David Malbuff is editor and publisher of Giants Complete Breakdown, a  
monthly statistical newsletter devoted exclusively to the San Francisco  
Giants. Among other things, he is an Internet entrepreneur and a  
lifelong Giants fan.

July 5, 1999
The Spotlight Kid
Russ Ortiz' complete-game six-hit 4-1 victory over San
Diego tonight, his tenth win of the season, is the stuff 
of which All-Star Game invitations are made. Not that
Ortiz will necessarily make the squad-- six other N.L.
pitchers sport ten or more wins-- but by any measure this 
was one fine piece of work.  Ten strikeouts and two walks:
if you use Bill James' Game Score method, it grades out
to 79, a very fine mark indeed.  The mind's eye reviews 
those numbers and sees a pitcher at the top of his game,
in complete control from start to finish.

Yet it wasn't necessarily that way. There  were three occasions, one 
in each of the typically-treacherous middle innings, which saw Ortiz 
on extremely shaky ground.  It could be argued that his teammates, 
and even his opponents, made or failed to make the critical plays 
that actually determined the outcome of the game.

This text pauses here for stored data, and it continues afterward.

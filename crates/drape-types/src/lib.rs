//! # drape-types
//!
//! Shared types, identifiers, error types, and physical constants
//! for the drape cloth simulation engine.
//!
//! This crate has zero domain logic: it defines the vocabulary
//! that all other drape crates share.

pub mod constants;
pub mod error;
pub mod ids;

pub use error::{DrapeError, DrapeResult};
pub use ids::ParticleId;
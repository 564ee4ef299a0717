//! Inside/outside classification by ray parity.
//!
//! A ray along +X from the voxel centre crosses a closed surface an odd
//! number of times exactly when the centre is inside. Only voxels within
//! a narrow band of the surface are classified; every other voxel keeps
//! its positive unsigned distance, which bounds the cost of the
//! `voxels × triangles` ray test.

use rayon::prelude::*;

use drape_math::{ray_triangle_intersect, Aabb, Triangle, Vec3};
use drape_mesh::TriangleMesh;

use crate::layout::GridLayout;
use crate::rasterize::Voxel;

/// Number of triangles hit by the ray `origin + t·X`, `t > 0`.
///
/// Triangles whose Y/Z extent excludes the ray, or that lie entirely
/// behind the origin, are rejected before the exact test.
pub fn count_crossings(origin: Vec3, triangles: &[(Triangle, Aabb)]) -> usize {
    triangles
        .iter()
        .filter(|(_, aabb)| {
            aabb.max.x >= origin.x
                && (aabb.min.y..=aabb.max.y).contains(&origin.y)
                && (aabb.min.z..=aabb.max.z).contains(&origin.z)
        })
        .filter(|(tri, _)| ray_triangle_intersect(origin, Vec3::X, tri.a, tri.b, tri.c).is_some())
        .count()
}

/// Produces signed distances from flooded voxels.
///
/// `band` is the largest unsigned distance that is ray-cast.
pub fn classify(voxels: &[Voxel], mesh: &TriangleMesh, layout: &GridLayout, band: f32) -> Vec<f32> {
    let triangles: Vec<(Triangle, Aabb)> = mesh.triangles().map(|t| (t, t.aabb())).collect();

    voxels
        .par_iter()
        .enumerate()
        .map(|(index, voxel)| {
            if voxel.distance > band {
                return voxel.distance;
            }
            let center = layout.voxel_center(layout.coords(index));
            if count_crossings(center, &triangles) % 2 == 1 {
                -voxel.distance
            } else {
                voxel.distance
            }
        })
        .collect()
}
//! # drape-mesh
//!
//! Triangle mesh representation, cloth grid construction, and the
//! distance constraints that hold a cloth grid together.
//!
//! ## Key Types
//!
//! - [`TriangleMesh`]: Flat interleaved positions plus a triangle index list.
//!   Used both for cloth and for collision bodies.
//! - [`Constraint`] / [`ClothConstraints`]: Structural, shear, and bend
//!   distance constraints with rest lengths.
//! - [`GridCloth`]: Output of the grid builder ([`grid::build_grid_cloth`]).
//! - Procedural body generators (UV spheres, boxes).

pub mod constraint;
pub mod generators;
pub mod grid;
pub mod mesh;

pub use constraint::{ClothConstraints, Constraint, ConstraintKind};
pub use grid::{build_grid_cloth, ClothPattern, GridCloth, GridClothSpec};
pub use mesh::TriangleMesh;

In the fourth Ortiz lost control of his fastball and his breaking
pitch; at one point he threw six straight balls and prompted a 
quick, unscheduled visit to the mound from Dusty Baker. After
walking Reggie Sanders with one out and then falling behind 
John Vander Wal before allowing a base hit, Ortiz faced Dave
Magadan. Two on, his control deserting him, and Magadan, who
is in the major leagues only because he can hit, one swing
away from  tying the game.  That swing, though, produced a 
tepid roller to second which Jeff Kent shoveled to Rich Aurilia,
who relayed to first in time to get the extremely slow Magadan
for a double play to end it.   Nineteen out of twenty major leaguers
beat that relay and keep the inning alive; Ortiz found the twentieth.

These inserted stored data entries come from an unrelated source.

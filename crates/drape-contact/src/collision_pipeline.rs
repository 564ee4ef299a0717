//! Collision stage of a simulation tick: ground first, then body.

use drape_compute::ComputeBackend;
use drape_solver::ParticleState;

use crate::body::BodyCollider;
use crate::ground_plane::GroundPlane;
use crate::response::ContactResult;

/// Ground plane plus SDF body collider, run in that order.
#[derive(Debug, Clone, Default)]
pub struct CollisionPipeline {
    pub ground: GroundPlane,
    pub body: BodyCollider,
}

impl CollisionPipeline {
    pub fn new(ground: GroundPlane, body: BodyCollider) -> Self {
        Self { ground, body }
    }

    /// Runs both colliders over the current particle positions.
    pub fn step(&mut self, state: &ParticleState, backend: &dyn ComputeBackend) -> CollisionStepResult {
        let ground = self.ground.resolve(state, backend);
        let body_active = self.body.is_active();
        let body = self.body.resolve(state, backend);
        CollisionStepResult {
            ground,
            body,
            body_active,
        }
    }
}

/// Result of one collision stage.
#[derive(Debug, Clone, Copy, Default, PartialEq)]
pub struct CollisionStepResult {
    pub ground: ContactResult,
    pub body: ContactResult,
    /// Whether an SDF was available for body collision.
    pub body_active: bool,
}

impl CollisionStepResult {
    /// Ground and body results combined.
    pub fn total(&self) -> ContactResult {
        self.ground.merge(self.body)
    }
}
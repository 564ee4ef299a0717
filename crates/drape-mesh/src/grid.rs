//! Grid cloth builder.
//!
//! Produces a rectangular cloth of `rows × cols` particles together with
//! its structural, shear, and bend constraints. Row 0 is the bottom edge
//! of the cloth; rows extend upward (+Y) and columns extend along +X, so a
//! grid placed at a positive height lies entirely above the ground. The
//! sheet faces +Z, in front of the body.
//!
//! Constraint counts are fixed functions of the grid size:
//!
//! ```text
//! structural = (cols − 1)·rows + cols·(rows − 1)
//! shear      = 2·(cols − 1)·(rows − 1)
//! bend       = rows·max(cols − 2, 0) + max(rows − 2, 0)·cols
//! ```

use std::ops::Range;

use drape_math::Vec3;
use drape_types::constants::{
    GRID_FORWARD_OFFSET, GRID_VERTICAL_OFFSET, MIN_GRID_DIMENSION,
};
use serde::{Deserialize, Serialize};

use crate::constraint::{ClothConstraints, Constraint};
use crate::mesh::TriangleMesh;

/// Full description of a grid cloth, including where its bottom edge starts.
#[derive(Debug, Clone, Copy, PartialEq, Serialize, Deserialize)]
pub struct GridClothSpec {
    pub rows: usize,
    pub cols: usize,
    /// Distance between neighbouring particles (meters).
    pub spacing: f32,
    /// Position of the centre of the bottom row.
    pub origin: Vec3,
}

impl GridClothSpec {
    /// A grid at the default placement above and in front of the body.
    pub fn new(rows: usize, cols: usize, spacing: f32) -> Self {
        Self {
            rows,
            cols,
            spacing,
            origin: Vec3::new(0.0, GRID_VERTICAL_OFFSET, GRID_FORWARD_OFFSET),
        }
    }

    /// Overrides the placement of the bottom-row centre.
    pub fn with_origin(mut self, origin: Vec3) -> Self {
        self.origin = origin;
        self
    }

    /// Returns `(rows, cols)` clamped to the minimum grid dimension.
    pub fn clamped_dimensions(&self) -> (usize, usize) {
        (
            self.rows.max(MIN_GRID_DIMENSION),
            self.cols.max(MIN_GRID_DIMENSION),
        )
    }

    /// Builds the cloth mesh and its constraints.
    pub fn build(&self) -> GridCloth {
        let (rows, cols) = self.clamped_dimensions();
        if (rows, cols) != (self.rows, self.cols) {
            tracing::debug!(
                requested_rows = self.rows,
                requested_cols = self.cols,
                rows,
                cols,
                "grid dimensions clamped"
            );
        }

        let mesh = build_mesh(rows, cols, self.spacing, self.origin);
        let constraints = build_constraints(&mesh, rows, cols);

        GridCloth {
            rows,
            cols,
            mesh,
            constraints,
        }
    }
}

/// Cloth pattern descriptor as supplied by configuration.
#[derive(Debug, Clone, Copy, PartialEq, Serialize, Deserialize)]
#[serde(default)]
pub struct ClothPattern {
    pub rows: usize,
    pub cols: usize,
    pub spacing: f32,
    /// Hold the highest row of the garment fixed.
    pub pin_top_row: bool,
}

impl Default for ClothPattern {
    fn default() -> Self {
        Self {
            rows: 24,
            cols: 24,
            spacing: 0.04,
            pin_top_row: true,
        }
    }
}

impl ClothPattern {
    /// Builds the grid cloth at the default placement.
    pub fn build(&self) -> GridCloth {
        GridClothSpec::new(self.rows, self.cols, self.spacing).build()
    }

    /// Per-vertex pin flags for a cloth built from this pattern.
    pub fn pinned_mask(&self) -> Vec<bool> {
        let spec = GridClothSpec::new(self.rows, self.cols, self.spacing);
        let (rows, cols) = spec.clamped_dimensions();
        let mut pinned = vec![false; rows * cols];
        if self.pin_top_row {
            pinned[top_row(rows, cols)].iter_mut().for_each(|p| *p = true);
        }
        pinned
    }
}

/// Output of the grid builder.
#[derive(Debug, Clone)]
pub struct GridCloth {
    /// Rows after clamping.
    pub rows: usize,
    /// Columns after clamping.
    pub cols: usize,
    pub mesh: TriangleMesh,
    pub constraints: ClothConstraints,
}

impl GridCloth {
    /// Index of the particle at `(row, col)`.
    #[inline]
    pub fn vertex_index(&self, row: usize, col: usize) -> usize {
        row * self.cols + col
    }

    /// Particle indices of the highest row.
    pub fn top_row(&self) -> Range<usize> {
        top_row(self.rows, self.cols)
    }
}

fn top_row(rows: usize, cols: usize) -> Range<usize> {
    (rows - 1) * cols..rows * cols
}

/// Builds a `rows × cols` grid cloth at the default placement.
///
/// Dimensions below 2 are clamped up; this never fails.
pub fn build_grid_cloth(rows: usize, cols: usize, spacing: f32) -> GridCloth {
    GridClothSpec::new(rows, cols, spacing).build()
}

fn build_mesh(rows: usize, cols: usize, spacing: f32, origin: Vec3) -> TriangleMesh {
    let quads = (rows - 1) * (cols - 1);
    let mut mesh = TriangleMesh::with_capacity(rows * cols, quads * 2);

    let half_width = (cols - 1) as f32 * spacing * 0.5;
    for r in 0..rows {
        for c in 0..cols {
            mesh.push_vertex(Vec3::new(
                origin.x + c as f32 * spacing - half_width,
                origin.y + r as f32 * spacing,
                origin.z,
            ));
        }
    }

    // Two triangles per quad, counter-clockwise seen from +Z.
    for r in 0..rows - 1 {
        for c in 0..cols - 1 {
            let v00 = (r * cols + c) as u32;
            let v10 = v00 + 1;
            let v01 = v00 + cols as u32;
            let v11 = v01 + 1;

            mesh.push_triangle(v00, v10, v01);
            mesh.push_triangle(v10, v11, v01);
        }
    }

    mesh
}

fn build_constraints(mesh: &TriangleMesh, rows: usize, cols: usize) -> ClothConstraints {
    let idx = |r: usize, c: usize| r * cols + c;
    let link = |a: usize, b: usize| {
        Constraint::new(a, b, mesh.position(a).distance(mesh.position(b)))
    };

    let mut constraints = ClothConstraints {
        structural: Vec::with_capacity((cols - 1) * rows + cols * (rows - 1)),
        shear: Vec::with_capacity(2 * (cols - 1) * (rows - 1)),
        bend: Vec::with_capacity(
            rows * cols.saturating_sub(2) + rows.saturating_sub(2) * cols,
        ),
    };

    // Structural: horizontal edges, then vertical edges
    for r in 0..rows {
        for c in 0..cols - 1 {
            constraints.structural.push(link(idx(r, c), idx(r, c + 1)));
        }
    }
    for r in 0..rows - 1 {
        for c in 0..cols {
            constraints.structural.push(link(idx(r, c), idx(r + 1, c)));
        }
    }

    // Shear: both diagonals of every quad
    for r in 0..rows - 1 {
        for c in 0..cols - 1 {
            constraints.shear.push(link(idx(r, c), idx(r + 1, c + 1)));
            constraints.shear.push(link(idx(r, c + 1), idx(r + 1, c)));
        }
    }

    // Bend: skip one particle along rows, then along columns
    for r in 0..rows {
        for c in 0..cols.saturating_sub(2) {
            constraints.bend.push(link(idx(r, c), idx(r, c + 2)));
        }
    }
    for r in 0..rows.saturating_sub(2) {
        for c in 0..cols {
            constraints.bend.push(link(idx(r, c), idx(r + 2, c)));
        }
    }

    constraints
}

In the fifth, J.T. Snow made one of the most dazzlingly beautiful
plays we've ever seen, fielding a good sacrifice bunt from Padre
pitcher Brian Boehringer and immediately firing a strike to
Aurilia at second to cut down the lead runner. The throw was so
perfect Aurilia caught it in stride and doubled Boehringer at
first-- inning over!  The play at second on a sac bunt is generally
one of the stupidest and most low-percentage fielders' choices
available, but Snow simply redefines those percentages out of
existence. Vic Power, Wes Parker, Keith Hernandez-- we saw
them all, and none of them had anything defensively on J.T. Snow. 

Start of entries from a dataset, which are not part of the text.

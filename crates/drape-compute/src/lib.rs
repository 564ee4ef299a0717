//! # drape-compute
//!
//! Data-parallel compute layer for the drape simulation engine.
//!
//! Kernels are closures over a work-item index, dispatched through a
//! [`ComputeBackend`]:
//! - [`ParallelBackend`]: rayon thread pool, work items grouped in
//!   batches of [`WORKGROUP_SIZE`](drape_types::constants::WORKGROUP_SIZE)
//! - [`SequentialBackend`]: in-order reference, used for deterministic tests
//!
//! Particle data lives in [`ComputeBuffer`]s whose cells can be read and
//! written from any work item through a shared reference. Writes from
//! concurrent work items to the same cell race (last writer wins) without
//! being undefined behavior.

pub mod backend;
pub mod buffers;

pub use backend::{ComputeBackend, ParallelBackend, SequentialBackend};
pub use buffers::ComputeBuffer;
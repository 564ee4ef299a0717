//! # drape-bench
//!
//! Benchmark suite for the drape pipeline.
//!
//! Provides procedural scenarios, a runner that records per-tick timing
//! and end-state quality metrics, and CSV export for regression tracking.

pub mod metrics;
pub mod runner;
pub mod scenarios;

pub use metrics::BenchmarkMetrics;
pub use runner::BenchmarkRunner;
pub use scenarios::{Scenario, ScenarioKind};
//! Ground plane collision.
//!
//! Prevents particles from falling through a horizontal plane at
//! `y = height`. Penetrating particles are placed exactly on the plane
//! and lose the downward part of their velocity. There is no bounce and
//! no friction.

use drape_compute::ComputeBackend;
use drape_math::Vec3;
use drape_solver::ParticleState;
use drape_types::constants::GROUND_HEIGHT;

use crate::response::{respond, ContactResult, ContactTally};

/// Ground plane collision at a fixed Y height.
#[derive(Debug, Clone, Copy, PartialEq)]
pub struct GroundPlane {
    /// Height of the ground plane (Y coordinate).
    pub height: f32,
}

impl Default for GroundPlane {
    fn default() -> Self {
        Self::new(GROUND_HEIGHT)
    }
}

impl GroundPlane {
    /// Creates a new ground plane at the given height.
    pub fn new(height: f32) -> Self {
        Self { height }
    }

    /// Clamps every free particle below the plane onto it.
    ///
    /// Idempotent: a second pass finds nothing below the plane.
    pub fn resolve(&self, state: &ParticleState, backend: &dyn ComputeBackend) -> ContactResult {
        let positions = state.positions();
        let previous = state.previous();
        let pinned = state.pinned();
        let tally = ContactTally::default();
        let height = self.height;

        backend.dispatch(state.vertex_count(), &|i| {
            if pinned[i] {
                return;
            }
            let pos = positions.load_vec3(i);
            let depth = height - pos.y;
            if depth <= 0.0 {
                return;
            }

            let (corrected, prev) = respond(pos, previous.load_vec3(i), Vec3::Y, depth, 0.0, 0.0);
            // Snap exactly onto the plane; previous moves by the same rounding.
            let snap = height - corrected.y;
            positions.store_vec3(i, corrected.with_y(height));
            previous.store_vec3(i, prev + Vec3::Y * snap);
            tally.record(depth);
        });

        tally.finish()
    }
}
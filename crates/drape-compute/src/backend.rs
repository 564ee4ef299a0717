//! Compute backend trait and its CPU implementations.
//!
//! The [`ComputeBackend`] trait defines how a kernel is launched over a
//! range of work items. A dispatch returns only once every work item has
//! finished, which is the synchronization point between pipeline stages.

use rayon::prelude::*;

use drape_types::constants::WORKGROUP_SIZE;

/// A kernel invoked once per work item.
pub type Kernel<'a> = dyn Fn(usize) + Sync + 'a;

/// Trait for data-parallel compute backends.
///
/// Within one dispatch, work items run in no particular order and may run
/// concurrently. Across dispatches, all writes of dispatch N are visible to
/// dispatch N+1.
pub trait ComputeBackend: Send + Sync {
    /// Returns the backend name (e.g., "rayon", "sequential").
    fn name(&self) -> &str;

    /// Runs `kernel(i)` for every `i` in `0..work_items` and waits for completion.
    fn dispatch(&self, work_items: usize, kernel: &Kernel<'_>);

    /// Returns true if work items may execute concurrently.
    fn is_parallel(&self) -> bool;

    /// Number of batches a dispatch of `work_items` is split into.
    fn workgroups(&self, work_items: usize) -> usize {
        work_items.div_ceil(WORKGROUP_SIZE)
    }
}

/// Thread-pool backend: each batch of 64 work items is one rayon task.
#[derive(Debug, Default, Clone, Copy)]
pub struct ParallelBackend;

impl ParallelBackend {
    pub fn new() -> Self {
        Self
    }
}

impl ComputeBackend for ParallelBackend {
    fn name(&self) -> &str {
        "rayon"
    }

    fn dispatch(&self, work_items: usize, kernel: &Kernel<'_>) {
        (0..self.workgroups(work_items))
            .into_par_iter()
            .for_each(|group| {
                let start = group * WORKGROUP_SIZE;
                let end = (start + WORKGROUP_SIZE).min(work_items);
                for i in start..end {
                    kernel(i);
                }
            });
    }

    fn is_parallel(&self) -> bool {
        true
    }
}

/// Sequential reference backend: runs work items in index order.
///
/// Always available, used for:
/// - Deterministic tests (no scheduling-dependent results)
/// - Tiny meshes where thread hand-off costs more than the work
#[derive(Debug, Default, Clone, Copy)]
pub struct SequentialBackend;

impl SequentialBackend {
    pub fn new() -> Self {
        Self
    }
}

impl ComputeBackend for SequentialBackend {
    fn name(&self) -> &str {
        "sequential"
    }

    fn dispatch(&self, work_items: usize, kernel: &Kernel<'_>) {
        (0..work_items).for_each(kernel);
    }

    fn is_parallel(&self) -> bool {
        false
    }
}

Then in the sixth Ortiz seemed to weaken, allowing consecutive
two-out hits, the second a rolling gapper which scored Sanders
with the Padres' first-- and, as it turned out, only-- run.  Wally 
Joyner, the tying run at the plate, turned on one and lifted it
deep to right. The crowd thought it was gone, but he'd uppercut 
it a bit too much, and it settled into Ellis Burks' glove at
the wall. Poker-faced Ortiz walked off the mound knowing he'd
dodged a big one.

For a lot of pitchers, including most of the Giants' starters,
that would have been it for the evening. We'd have seen the
Tavarez-Rodriguez-Johnstone-Nen parade the rest of the way.
But Ortiz-- and here's the difference-- toughened up over the
last three innings.  Circumstance and good defense had seen
him through six; by the ninth it was as if he didn't need anyone
else out there.  'One bad inning' is the theme song for so many
talented pitchers who don't make it; Ortiz never had that inning
last night.

Did anyone else blow a big honking sigh of relief when Charlie
Hayes went on the DL last week?  Hayes, so valuable off the
bench a year ago, has been a veritable boat-anchor this year.
His offensive numbers barely match those of the Giants' pitchers,
his defense has ranged from simply bad to truly terrible, and
he hasn't exactly been a ball o' fire in the attitude department
either.   Perhaps his poor play has been 'covering' for an injury
or injuries all along.   Certainly Ellis Burks' performance since
returning from the DL has given weight to the notion that a little
enforced idle time is not necessarily a Bad Thing.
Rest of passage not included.